About this exercise: Report how many lines of the entries below contain the word "DashboardStatistics", and nothing more.
---- Dataset excerpts
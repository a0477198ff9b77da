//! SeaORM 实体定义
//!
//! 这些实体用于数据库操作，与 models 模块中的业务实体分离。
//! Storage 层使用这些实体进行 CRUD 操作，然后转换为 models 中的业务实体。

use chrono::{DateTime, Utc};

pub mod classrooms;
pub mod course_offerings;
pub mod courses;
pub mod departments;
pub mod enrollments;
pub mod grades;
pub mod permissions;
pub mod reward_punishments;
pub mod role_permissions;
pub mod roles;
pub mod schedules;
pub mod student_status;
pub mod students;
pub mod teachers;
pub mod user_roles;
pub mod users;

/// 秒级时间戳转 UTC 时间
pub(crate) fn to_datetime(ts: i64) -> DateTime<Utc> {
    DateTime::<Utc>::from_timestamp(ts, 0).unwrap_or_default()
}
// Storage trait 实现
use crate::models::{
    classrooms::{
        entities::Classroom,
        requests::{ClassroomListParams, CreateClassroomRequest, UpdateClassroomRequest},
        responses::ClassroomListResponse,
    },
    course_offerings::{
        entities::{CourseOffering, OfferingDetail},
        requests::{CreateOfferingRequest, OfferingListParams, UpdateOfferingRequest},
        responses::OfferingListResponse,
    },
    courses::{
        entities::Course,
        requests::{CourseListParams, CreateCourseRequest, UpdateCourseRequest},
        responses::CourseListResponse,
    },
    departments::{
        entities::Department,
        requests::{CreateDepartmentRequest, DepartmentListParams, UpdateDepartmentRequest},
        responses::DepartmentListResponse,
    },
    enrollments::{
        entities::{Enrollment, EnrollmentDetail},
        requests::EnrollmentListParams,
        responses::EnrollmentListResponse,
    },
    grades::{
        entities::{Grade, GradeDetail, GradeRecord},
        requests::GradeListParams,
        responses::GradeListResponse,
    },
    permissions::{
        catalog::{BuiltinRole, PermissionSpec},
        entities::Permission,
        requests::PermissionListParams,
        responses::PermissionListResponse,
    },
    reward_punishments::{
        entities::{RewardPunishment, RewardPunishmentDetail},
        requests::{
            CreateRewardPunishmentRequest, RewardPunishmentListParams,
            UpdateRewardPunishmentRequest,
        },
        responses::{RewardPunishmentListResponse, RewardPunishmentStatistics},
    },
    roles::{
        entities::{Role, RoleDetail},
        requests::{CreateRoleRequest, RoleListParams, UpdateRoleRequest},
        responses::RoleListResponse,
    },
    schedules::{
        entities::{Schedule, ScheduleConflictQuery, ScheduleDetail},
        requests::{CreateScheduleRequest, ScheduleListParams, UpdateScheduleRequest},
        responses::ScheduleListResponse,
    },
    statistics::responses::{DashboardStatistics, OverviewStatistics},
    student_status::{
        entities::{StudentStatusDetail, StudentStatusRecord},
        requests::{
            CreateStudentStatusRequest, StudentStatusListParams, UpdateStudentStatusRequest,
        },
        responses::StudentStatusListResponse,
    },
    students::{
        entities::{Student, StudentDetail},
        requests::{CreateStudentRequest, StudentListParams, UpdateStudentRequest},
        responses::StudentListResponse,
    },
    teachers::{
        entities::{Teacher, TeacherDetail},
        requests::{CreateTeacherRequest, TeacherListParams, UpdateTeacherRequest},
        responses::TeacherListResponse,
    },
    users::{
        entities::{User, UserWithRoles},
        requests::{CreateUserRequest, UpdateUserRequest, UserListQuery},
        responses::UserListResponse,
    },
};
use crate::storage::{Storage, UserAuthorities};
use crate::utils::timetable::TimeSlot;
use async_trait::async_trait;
--------
---- Dataset excerpts
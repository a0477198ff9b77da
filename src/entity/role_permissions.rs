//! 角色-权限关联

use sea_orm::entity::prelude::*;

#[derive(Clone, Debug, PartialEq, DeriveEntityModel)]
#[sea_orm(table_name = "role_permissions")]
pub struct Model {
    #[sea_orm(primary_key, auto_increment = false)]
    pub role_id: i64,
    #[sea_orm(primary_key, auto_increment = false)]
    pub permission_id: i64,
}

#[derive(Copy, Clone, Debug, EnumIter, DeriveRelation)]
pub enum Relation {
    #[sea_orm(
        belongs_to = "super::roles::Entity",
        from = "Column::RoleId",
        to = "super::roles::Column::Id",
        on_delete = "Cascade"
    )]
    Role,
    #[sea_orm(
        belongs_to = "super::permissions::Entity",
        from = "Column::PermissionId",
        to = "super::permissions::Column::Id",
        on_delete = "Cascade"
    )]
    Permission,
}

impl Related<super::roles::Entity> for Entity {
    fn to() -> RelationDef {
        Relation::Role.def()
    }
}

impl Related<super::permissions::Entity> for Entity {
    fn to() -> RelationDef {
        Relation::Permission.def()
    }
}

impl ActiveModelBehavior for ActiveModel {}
--------
---- Dataset excerpts
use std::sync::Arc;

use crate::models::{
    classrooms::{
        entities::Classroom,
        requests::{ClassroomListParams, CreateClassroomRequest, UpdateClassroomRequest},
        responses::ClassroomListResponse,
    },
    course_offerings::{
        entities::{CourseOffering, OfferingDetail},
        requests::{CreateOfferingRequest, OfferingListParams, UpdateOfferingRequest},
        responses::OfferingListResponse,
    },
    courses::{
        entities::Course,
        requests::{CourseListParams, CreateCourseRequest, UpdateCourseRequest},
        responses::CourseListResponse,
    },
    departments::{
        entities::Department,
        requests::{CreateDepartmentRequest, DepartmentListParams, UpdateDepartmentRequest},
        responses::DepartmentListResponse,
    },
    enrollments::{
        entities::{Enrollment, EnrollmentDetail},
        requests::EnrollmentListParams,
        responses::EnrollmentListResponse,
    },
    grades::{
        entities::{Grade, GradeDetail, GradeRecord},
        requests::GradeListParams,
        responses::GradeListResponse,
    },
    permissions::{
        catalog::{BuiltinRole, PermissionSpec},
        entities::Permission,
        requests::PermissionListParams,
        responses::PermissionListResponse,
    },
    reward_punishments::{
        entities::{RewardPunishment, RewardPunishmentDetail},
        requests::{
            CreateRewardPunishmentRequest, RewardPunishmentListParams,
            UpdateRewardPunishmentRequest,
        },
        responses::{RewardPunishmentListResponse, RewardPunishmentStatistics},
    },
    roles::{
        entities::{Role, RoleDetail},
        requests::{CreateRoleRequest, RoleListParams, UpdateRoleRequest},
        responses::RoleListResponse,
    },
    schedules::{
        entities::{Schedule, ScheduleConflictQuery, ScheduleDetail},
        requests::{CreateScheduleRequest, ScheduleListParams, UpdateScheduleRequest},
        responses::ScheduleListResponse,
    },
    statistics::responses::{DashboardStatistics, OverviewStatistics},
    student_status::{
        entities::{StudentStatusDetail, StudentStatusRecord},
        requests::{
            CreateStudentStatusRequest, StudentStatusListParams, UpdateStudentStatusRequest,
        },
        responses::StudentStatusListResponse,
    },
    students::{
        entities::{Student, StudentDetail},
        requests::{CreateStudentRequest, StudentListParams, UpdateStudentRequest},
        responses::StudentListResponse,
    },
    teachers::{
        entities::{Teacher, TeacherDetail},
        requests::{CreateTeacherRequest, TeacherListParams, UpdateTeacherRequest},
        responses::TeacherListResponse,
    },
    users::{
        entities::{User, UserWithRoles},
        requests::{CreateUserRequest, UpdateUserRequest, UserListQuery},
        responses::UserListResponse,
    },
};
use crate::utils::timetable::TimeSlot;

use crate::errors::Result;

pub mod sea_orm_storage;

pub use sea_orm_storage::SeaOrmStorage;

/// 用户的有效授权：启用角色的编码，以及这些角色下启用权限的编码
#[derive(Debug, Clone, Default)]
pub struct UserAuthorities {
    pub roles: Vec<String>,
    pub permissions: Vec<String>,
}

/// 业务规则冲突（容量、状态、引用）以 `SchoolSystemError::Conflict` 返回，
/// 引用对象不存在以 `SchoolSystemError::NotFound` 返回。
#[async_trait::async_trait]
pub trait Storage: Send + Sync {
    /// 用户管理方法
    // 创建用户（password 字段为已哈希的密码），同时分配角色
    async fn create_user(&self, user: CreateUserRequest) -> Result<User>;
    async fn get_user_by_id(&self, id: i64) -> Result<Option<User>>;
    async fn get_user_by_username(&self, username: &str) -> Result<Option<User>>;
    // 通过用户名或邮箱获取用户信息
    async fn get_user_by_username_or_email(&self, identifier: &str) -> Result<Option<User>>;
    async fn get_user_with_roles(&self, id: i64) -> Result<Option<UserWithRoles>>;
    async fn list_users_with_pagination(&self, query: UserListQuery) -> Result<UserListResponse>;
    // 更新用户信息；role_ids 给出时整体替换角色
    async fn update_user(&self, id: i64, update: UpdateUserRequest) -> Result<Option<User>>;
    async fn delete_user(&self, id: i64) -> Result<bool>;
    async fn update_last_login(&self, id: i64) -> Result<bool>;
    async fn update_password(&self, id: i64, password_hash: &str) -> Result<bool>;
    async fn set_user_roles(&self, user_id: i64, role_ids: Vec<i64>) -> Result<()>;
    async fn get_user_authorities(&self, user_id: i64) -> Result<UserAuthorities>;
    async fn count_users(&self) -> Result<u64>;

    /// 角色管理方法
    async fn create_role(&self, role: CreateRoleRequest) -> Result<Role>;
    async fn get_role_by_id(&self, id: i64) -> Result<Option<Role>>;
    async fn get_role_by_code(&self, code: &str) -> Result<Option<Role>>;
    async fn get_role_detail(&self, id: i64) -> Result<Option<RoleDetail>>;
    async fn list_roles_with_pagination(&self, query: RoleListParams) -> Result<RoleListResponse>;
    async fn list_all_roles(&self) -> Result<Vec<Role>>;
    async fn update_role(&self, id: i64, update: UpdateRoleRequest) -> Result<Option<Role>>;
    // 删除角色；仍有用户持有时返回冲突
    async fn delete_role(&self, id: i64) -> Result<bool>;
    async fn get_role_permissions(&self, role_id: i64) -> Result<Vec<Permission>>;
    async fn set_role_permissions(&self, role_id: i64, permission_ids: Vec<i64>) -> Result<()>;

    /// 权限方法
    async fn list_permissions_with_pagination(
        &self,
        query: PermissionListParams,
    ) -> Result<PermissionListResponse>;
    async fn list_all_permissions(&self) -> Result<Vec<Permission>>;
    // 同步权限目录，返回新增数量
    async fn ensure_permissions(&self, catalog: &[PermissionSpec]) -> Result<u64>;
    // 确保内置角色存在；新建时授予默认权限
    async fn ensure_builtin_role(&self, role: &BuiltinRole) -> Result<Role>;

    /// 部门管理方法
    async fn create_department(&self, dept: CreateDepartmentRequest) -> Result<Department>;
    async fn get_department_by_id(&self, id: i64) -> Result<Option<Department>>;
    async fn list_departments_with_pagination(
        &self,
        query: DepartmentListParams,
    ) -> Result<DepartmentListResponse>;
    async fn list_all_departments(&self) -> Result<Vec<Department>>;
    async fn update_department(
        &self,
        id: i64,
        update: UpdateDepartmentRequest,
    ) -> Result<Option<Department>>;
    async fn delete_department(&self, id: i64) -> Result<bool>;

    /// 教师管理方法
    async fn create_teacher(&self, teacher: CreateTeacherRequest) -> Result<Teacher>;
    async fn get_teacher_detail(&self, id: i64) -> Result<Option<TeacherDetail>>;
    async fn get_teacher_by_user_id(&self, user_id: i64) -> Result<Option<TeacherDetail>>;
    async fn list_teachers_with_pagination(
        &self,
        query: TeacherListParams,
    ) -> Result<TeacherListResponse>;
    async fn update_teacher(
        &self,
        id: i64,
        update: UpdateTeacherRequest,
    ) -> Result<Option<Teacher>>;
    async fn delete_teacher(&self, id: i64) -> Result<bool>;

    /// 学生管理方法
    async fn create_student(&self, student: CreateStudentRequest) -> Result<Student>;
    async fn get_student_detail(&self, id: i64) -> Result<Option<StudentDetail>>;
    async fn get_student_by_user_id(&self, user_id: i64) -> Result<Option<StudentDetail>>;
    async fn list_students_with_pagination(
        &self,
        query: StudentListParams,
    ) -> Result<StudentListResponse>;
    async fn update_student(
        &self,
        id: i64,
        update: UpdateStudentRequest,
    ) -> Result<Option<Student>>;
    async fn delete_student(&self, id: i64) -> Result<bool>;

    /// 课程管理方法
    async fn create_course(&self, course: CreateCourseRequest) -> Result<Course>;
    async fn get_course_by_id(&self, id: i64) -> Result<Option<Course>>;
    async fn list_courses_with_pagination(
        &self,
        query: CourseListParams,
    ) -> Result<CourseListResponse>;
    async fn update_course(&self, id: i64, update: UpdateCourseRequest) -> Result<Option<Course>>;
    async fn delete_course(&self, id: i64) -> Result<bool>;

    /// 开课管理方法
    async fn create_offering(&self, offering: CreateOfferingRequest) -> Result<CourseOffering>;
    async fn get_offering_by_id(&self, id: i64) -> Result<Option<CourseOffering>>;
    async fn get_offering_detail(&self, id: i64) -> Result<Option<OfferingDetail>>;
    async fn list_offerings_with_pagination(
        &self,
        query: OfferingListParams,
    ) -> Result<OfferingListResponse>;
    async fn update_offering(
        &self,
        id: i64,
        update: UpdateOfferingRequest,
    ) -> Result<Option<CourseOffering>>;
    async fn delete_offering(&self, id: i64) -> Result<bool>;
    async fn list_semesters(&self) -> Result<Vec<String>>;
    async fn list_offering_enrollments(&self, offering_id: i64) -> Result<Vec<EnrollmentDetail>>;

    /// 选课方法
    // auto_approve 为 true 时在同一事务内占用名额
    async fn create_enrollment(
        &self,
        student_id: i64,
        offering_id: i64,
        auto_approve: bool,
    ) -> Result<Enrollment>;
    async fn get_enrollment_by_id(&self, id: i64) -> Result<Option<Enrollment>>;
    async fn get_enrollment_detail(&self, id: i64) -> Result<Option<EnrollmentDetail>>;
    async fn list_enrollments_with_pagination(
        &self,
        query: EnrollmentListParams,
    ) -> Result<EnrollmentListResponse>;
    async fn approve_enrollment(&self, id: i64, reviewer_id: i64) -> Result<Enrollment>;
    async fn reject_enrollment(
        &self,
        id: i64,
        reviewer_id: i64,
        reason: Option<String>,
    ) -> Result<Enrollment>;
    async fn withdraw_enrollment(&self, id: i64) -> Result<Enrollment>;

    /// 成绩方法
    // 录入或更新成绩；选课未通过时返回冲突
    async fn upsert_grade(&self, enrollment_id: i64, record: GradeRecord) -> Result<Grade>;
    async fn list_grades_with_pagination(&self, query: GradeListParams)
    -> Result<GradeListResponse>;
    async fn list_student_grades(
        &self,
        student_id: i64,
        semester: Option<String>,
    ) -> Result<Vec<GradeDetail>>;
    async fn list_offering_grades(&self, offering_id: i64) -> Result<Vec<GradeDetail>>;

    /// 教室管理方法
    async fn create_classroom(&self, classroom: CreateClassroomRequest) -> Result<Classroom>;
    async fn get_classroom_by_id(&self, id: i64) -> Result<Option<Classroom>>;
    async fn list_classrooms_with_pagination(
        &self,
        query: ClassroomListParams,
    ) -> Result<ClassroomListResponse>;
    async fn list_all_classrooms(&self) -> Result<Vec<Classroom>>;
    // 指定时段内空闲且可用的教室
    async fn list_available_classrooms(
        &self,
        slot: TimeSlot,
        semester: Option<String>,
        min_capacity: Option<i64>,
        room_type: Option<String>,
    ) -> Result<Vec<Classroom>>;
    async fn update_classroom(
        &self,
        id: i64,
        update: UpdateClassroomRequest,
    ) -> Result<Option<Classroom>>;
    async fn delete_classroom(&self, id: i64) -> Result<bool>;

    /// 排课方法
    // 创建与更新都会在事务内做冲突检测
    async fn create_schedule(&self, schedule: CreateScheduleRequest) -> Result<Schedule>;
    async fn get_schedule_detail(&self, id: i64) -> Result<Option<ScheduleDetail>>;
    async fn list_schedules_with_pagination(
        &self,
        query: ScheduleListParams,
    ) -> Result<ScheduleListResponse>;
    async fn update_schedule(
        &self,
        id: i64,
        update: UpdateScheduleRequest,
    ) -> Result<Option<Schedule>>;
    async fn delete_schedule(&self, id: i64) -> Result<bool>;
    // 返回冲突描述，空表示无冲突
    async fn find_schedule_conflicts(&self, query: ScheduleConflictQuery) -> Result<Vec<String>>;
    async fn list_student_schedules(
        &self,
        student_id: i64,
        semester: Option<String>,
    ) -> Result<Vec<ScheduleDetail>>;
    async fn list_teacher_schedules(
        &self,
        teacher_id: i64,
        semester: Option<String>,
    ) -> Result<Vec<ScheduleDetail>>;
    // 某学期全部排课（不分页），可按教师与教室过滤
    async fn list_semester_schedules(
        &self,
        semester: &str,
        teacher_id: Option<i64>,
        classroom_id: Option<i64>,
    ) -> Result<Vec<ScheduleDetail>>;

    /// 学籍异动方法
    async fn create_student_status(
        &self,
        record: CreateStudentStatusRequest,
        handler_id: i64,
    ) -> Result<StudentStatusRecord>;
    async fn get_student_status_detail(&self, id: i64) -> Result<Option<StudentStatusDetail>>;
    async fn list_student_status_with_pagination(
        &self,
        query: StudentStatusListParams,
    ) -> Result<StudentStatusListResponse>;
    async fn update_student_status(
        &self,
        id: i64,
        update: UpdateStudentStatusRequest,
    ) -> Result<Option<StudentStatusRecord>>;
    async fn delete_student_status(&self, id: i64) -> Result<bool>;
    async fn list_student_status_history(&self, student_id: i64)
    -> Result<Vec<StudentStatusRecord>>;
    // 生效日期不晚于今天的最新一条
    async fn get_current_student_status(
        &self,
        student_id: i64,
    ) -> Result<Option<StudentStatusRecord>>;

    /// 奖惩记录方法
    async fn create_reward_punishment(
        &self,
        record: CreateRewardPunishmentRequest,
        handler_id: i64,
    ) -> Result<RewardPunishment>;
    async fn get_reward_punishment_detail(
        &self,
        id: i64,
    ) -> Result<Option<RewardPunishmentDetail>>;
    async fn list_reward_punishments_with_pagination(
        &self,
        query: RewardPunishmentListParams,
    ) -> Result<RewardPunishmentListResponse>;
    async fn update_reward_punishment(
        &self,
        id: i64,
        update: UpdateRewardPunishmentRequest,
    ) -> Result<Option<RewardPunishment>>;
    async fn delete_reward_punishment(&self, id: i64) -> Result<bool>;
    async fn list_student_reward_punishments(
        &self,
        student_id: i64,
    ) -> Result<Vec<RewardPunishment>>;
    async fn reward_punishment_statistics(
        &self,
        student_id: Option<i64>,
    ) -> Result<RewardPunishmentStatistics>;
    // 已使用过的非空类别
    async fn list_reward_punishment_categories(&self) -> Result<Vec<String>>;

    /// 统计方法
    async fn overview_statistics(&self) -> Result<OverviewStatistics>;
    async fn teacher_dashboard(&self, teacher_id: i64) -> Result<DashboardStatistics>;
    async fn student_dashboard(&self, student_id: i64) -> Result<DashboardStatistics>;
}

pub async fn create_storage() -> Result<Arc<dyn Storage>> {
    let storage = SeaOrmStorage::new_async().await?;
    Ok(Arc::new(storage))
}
--------
Solution: 4